= What you have to do =
Whenever a line of the records below contains the word "Option", copy that line.

= Data to process =
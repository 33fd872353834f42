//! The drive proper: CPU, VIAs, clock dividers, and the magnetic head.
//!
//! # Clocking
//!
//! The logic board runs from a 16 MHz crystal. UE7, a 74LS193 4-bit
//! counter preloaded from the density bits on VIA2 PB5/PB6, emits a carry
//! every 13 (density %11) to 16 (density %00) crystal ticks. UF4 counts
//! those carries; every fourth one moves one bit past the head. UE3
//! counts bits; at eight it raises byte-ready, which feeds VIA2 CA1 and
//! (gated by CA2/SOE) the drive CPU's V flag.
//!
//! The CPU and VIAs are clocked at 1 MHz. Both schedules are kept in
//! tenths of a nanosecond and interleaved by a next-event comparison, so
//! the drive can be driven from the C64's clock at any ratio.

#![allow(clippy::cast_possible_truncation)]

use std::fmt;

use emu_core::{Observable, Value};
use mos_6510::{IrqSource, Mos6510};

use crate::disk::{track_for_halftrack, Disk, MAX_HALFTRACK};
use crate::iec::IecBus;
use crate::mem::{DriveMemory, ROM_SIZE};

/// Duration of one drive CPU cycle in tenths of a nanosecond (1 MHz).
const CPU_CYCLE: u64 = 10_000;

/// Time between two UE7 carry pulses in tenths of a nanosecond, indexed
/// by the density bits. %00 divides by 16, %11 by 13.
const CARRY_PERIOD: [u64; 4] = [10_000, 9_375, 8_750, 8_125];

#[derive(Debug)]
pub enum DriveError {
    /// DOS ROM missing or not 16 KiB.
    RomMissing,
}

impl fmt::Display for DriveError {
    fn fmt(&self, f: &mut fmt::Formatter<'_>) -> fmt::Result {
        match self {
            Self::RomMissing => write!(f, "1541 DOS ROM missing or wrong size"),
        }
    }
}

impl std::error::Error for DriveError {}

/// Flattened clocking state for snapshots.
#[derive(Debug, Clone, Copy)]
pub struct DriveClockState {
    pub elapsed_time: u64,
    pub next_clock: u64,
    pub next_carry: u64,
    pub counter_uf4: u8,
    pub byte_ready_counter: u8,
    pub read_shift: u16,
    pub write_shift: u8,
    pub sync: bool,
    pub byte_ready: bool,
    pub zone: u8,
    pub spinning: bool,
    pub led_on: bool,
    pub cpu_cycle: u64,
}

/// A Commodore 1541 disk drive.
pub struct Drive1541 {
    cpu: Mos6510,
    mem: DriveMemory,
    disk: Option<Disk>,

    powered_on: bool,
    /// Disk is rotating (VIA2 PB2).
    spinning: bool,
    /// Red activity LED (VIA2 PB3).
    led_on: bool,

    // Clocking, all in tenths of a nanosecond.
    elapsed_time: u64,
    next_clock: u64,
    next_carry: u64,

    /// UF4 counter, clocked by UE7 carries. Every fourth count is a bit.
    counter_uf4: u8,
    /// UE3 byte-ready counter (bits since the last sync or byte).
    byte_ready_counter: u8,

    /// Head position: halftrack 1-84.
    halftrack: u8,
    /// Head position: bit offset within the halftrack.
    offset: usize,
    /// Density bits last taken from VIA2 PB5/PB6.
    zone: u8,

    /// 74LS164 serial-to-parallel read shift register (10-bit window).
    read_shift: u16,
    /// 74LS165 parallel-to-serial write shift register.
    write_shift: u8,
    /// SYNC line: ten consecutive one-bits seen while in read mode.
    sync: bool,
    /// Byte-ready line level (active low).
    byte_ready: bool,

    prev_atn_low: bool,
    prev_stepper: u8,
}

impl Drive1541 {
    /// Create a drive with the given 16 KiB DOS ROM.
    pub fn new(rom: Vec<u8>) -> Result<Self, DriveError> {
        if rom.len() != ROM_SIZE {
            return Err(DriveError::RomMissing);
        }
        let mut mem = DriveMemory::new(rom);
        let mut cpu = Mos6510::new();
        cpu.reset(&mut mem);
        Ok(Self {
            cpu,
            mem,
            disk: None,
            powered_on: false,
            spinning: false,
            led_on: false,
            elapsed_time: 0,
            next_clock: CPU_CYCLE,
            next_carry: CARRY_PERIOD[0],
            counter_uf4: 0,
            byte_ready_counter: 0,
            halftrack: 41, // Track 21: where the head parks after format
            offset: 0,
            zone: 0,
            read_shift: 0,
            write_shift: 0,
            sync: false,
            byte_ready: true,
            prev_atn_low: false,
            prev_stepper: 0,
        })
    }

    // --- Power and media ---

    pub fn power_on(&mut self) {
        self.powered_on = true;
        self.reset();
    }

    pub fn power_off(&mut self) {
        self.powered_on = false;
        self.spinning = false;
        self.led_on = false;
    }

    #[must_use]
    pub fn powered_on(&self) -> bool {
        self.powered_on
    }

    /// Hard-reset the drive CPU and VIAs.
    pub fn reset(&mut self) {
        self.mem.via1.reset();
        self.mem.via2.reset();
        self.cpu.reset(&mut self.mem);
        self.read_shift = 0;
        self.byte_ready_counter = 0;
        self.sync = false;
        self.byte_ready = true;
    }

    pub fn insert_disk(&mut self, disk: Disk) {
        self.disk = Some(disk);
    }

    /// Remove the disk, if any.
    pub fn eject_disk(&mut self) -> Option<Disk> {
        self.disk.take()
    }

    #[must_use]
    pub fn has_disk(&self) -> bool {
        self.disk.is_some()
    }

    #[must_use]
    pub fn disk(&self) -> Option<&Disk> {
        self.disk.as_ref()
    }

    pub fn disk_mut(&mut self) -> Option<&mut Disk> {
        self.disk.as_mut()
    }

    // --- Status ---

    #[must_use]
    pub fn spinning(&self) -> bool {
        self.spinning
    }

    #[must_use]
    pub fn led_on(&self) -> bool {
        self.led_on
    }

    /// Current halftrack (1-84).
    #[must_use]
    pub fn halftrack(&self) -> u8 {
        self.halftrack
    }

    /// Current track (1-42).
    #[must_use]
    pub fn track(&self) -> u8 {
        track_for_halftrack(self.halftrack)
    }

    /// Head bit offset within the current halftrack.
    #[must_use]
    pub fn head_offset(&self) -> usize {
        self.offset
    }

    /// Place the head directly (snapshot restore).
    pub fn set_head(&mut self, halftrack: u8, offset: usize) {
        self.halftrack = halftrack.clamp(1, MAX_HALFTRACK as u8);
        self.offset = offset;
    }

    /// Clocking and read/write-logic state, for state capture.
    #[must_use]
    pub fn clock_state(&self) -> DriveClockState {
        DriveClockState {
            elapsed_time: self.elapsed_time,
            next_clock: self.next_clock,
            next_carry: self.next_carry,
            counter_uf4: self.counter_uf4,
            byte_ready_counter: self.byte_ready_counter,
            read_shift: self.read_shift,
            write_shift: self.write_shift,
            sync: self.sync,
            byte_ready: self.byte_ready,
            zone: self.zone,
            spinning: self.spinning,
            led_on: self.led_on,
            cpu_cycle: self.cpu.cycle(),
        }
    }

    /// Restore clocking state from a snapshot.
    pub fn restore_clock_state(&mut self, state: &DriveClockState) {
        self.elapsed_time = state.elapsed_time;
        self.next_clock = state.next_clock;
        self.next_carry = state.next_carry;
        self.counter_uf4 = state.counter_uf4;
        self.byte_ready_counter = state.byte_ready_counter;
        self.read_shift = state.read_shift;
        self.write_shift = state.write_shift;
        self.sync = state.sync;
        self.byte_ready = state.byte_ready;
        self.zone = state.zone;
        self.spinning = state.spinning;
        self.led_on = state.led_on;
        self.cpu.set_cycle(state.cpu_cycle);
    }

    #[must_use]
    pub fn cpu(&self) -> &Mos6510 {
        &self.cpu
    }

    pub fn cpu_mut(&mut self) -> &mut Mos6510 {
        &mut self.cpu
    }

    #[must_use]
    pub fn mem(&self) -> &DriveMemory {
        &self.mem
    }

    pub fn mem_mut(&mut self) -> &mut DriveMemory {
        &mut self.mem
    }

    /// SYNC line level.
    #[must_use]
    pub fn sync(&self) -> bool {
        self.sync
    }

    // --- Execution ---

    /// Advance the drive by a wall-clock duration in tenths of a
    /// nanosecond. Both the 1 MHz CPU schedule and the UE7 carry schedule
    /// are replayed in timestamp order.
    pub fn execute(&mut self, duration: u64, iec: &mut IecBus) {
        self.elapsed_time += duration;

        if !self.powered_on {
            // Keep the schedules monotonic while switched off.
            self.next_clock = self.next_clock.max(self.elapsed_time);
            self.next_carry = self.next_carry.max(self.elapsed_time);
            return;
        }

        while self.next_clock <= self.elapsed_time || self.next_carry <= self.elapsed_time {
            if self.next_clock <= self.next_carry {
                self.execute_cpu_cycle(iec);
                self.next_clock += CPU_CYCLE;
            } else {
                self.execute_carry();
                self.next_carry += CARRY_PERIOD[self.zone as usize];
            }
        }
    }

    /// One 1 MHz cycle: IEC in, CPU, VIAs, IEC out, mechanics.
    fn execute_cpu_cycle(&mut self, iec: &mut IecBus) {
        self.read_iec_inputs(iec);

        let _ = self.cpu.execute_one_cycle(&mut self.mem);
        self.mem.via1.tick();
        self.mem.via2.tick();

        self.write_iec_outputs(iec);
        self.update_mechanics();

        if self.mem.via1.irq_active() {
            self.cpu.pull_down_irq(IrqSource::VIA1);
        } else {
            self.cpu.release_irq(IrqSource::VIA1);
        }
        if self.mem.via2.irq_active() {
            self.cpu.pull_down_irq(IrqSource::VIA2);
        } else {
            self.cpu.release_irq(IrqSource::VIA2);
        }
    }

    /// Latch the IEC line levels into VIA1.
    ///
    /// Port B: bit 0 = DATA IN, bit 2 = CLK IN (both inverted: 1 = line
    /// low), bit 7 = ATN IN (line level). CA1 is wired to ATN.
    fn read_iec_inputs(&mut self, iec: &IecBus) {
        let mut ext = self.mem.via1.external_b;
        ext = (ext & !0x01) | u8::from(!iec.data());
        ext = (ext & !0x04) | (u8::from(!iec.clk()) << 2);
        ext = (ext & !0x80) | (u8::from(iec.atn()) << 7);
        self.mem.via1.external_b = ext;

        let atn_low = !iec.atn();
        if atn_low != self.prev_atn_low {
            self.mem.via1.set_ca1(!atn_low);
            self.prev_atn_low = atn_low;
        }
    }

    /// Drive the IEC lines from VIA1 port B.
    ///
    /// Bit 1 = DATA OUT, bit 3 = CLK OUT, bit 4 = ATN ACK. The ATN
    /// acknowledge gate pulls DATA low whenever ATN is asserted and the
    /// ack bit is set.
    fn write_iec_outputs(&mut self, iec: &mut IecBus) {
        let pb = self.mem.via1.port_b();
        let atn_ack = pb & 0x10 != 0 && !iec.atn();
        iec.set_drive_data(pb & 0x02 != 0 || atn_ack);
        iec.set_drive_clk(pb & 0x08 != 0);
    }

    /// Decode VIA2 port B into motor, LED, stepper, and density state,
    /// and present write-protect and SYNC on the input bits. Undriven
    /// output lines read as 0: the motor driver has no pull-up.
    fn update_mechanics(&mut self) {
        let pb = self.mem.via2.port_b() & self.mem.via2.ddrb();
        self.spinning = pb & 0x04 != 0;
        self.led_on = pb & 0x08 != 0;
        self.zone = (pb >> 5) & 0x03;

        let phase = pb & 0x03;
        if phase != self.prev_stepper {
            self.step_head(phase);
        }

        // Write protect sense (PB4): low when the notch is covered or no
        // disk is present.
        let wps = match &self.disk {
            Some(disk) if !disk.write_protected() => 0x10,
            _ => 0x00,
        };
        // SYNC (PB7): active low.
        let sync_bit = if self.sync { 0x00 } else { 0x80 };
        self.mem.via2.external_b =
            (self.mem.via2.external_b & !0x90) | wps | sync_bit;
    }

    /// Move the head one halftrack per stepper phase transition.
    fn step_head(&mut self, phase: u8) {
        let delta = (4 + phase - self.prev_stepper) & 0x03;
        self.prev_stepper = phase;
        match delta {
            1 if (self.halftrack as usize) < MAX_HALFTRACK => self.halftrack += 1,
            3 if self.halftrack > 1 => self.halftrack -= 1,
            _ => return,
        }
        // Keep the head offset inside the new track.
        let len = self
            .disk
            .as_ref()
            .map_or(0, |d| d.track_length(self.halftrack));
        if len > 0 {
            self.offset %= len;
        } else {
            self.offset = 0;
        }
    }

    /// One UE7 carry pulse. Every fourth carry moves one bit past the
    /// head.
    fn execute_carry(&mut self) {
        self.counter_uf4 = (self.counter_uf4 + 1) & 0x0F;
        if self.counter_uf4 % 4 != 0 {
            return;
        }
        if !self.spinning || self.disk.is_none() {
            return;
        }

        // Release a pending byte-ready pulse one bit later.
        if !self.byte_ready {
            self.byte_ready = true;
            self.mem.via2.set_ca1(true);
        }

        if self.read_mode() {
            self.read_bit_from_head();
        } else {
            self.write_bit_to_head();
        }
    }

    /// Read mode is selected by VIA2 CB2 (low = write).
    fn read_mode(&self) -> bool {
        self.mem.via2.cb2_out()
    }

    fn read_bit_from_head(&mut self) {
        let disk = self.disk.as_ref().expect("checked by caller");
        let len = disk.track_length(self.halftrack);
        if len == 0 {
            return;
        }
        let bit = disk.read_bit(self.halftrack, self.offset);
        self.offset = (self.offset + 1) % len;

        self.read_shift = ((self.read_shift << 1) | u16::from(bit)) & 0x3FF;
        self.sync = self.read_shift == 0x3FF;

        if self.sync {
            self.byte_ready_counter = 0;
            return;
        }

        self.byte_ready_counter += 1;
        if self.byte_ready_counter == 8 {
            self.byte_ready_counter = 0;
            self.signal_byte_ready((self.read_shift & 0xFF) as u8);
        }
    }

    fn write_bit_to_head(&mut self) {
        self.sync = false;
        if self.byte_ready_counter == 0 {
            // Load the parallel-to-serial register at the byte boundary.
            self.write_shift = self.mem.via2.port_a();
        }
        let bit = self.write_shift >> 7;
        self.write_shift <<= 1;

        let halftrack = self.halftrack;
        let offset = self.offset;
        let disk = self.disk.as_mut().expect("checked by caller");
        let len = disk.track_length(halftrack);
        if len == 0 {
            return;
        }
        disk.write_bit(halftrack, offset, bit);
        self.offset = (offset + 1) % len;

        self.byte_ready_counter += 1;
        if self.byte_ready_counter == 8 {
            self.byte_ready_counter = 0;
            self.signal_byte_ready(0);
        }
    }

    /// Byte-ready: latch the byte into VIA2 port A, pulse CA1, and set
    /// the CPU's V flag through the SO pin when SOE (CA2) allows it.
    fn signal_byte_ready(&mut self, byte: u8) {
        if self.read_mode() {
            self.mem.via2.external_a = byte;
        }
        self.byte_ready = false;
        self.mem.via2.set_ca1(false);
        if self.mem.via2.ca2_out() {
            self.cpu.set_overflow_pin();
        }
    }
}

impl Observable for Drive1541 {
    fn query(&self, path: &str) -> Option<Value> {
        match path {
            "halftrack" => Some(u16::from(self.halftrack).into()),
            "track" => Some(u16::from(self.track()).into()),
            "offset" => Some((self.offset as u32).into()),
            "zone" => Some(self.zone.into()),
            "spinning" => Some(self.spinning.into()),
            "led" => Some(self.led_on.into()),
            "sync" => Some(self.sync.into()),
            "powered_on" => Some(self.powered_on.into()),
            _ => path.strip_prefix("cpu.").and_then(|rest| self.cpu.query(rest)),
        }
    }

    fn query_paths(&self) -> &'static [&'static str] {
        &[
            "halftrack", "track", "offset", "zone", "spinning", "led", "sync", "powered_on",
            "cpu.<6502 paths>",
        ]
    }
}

= Exercise output =
    disk: Option<Disk>,
    pub fn eject_disk(&mut self) -> Option<Disk> {
    pub fn disk(&self) -> Option<&Disk> {
    pub fn disk_mut(&mut self) -> Option<&mut Disk> {
    fn query(&self, path: &str) -> Option<Value> {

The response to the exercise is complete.